— PROBLEM REQUIREMENTS —
Every line of the records that holds the word "alias" should be copied out.

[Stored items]

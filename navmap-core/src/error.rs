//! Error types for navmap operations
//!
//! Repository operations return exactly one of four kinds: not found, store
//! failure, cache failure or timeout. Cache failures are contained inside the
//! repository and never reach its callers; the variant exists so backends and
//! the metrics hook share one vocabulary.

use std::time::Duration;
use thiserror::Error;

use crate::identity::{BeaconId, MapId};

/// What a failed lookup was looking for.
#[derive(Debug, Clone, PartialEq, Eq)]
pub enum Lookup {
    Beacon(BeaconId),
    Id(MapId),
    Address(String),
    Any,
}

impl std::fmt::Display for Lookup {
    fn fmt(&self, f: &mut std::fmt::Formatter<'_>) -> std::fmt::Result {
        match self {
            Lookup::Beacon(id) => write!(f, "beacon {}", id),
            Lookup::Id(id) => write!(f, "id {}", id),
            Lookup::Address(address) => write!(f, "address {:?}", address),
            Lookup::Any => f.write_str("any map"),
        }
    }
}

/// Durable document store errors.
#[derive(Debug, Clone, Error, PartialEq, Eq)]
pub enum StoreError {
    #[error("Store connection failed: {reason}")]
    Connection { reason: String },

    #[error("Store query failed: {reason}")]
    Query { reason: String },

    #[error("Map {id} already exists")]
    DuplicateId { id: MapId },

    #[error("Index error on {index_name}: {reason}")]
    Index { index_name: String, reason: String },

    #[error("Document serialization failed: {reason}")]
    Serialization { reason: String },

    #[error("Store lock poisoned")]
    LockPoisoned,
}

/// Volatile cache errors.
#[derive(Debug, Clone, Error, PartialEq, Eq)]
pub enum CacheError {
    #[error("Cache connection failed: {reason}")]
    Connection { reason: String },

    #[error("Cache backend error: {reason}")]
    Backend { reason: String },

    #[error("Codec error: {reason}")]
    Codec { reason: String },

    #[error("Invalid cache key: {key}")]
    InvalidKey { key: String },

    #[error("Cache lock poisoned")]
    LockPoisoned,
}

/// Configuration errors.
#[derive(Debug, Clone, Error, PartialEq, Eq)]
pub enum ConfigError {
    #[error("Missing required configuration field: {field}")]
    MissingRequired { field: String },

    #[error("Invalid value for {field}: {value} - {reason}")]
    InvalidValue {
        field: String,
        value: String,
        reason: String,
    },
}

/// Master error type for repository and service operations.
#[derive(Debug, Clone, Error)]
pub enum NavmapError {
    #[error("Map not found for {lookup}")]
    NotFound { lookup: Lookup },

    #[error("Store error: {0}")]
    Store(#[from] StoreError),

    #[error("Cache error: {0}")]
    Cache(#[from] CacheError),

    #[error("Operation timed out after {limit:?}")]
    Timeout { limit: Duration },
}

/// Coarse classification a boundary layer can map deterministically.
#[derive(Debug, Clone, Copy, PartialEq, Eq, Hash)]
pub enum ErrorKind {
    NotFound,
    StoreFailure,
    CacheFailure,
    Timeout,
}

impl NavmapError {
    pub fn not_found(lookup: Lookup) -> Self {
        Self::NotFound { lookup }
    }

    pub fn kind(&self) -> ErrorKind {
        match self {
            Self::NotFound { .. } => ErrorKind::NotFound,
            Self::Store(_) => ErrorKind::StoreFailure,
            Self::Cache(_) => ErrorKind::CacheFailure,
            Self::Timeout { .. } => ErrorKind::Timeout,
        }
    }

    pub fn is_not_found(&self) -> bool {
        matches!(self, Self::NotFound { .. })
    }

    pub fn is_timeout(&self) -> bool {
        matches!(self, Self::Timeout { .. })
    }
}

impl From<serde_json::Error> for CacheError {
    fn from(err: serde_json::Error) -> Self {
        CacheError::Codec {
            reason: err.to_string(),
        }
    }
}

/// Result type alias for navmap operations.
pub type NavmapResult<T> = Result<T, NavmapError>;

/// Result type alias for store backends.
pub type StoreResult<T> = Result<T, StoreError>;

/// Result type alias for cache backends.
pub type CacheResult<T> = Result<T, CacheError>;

— FINISHED EXERCISE —
/// Result type alias for navmap operations.
/// Result type alias for store backends.
/// Result type alias for cache backends.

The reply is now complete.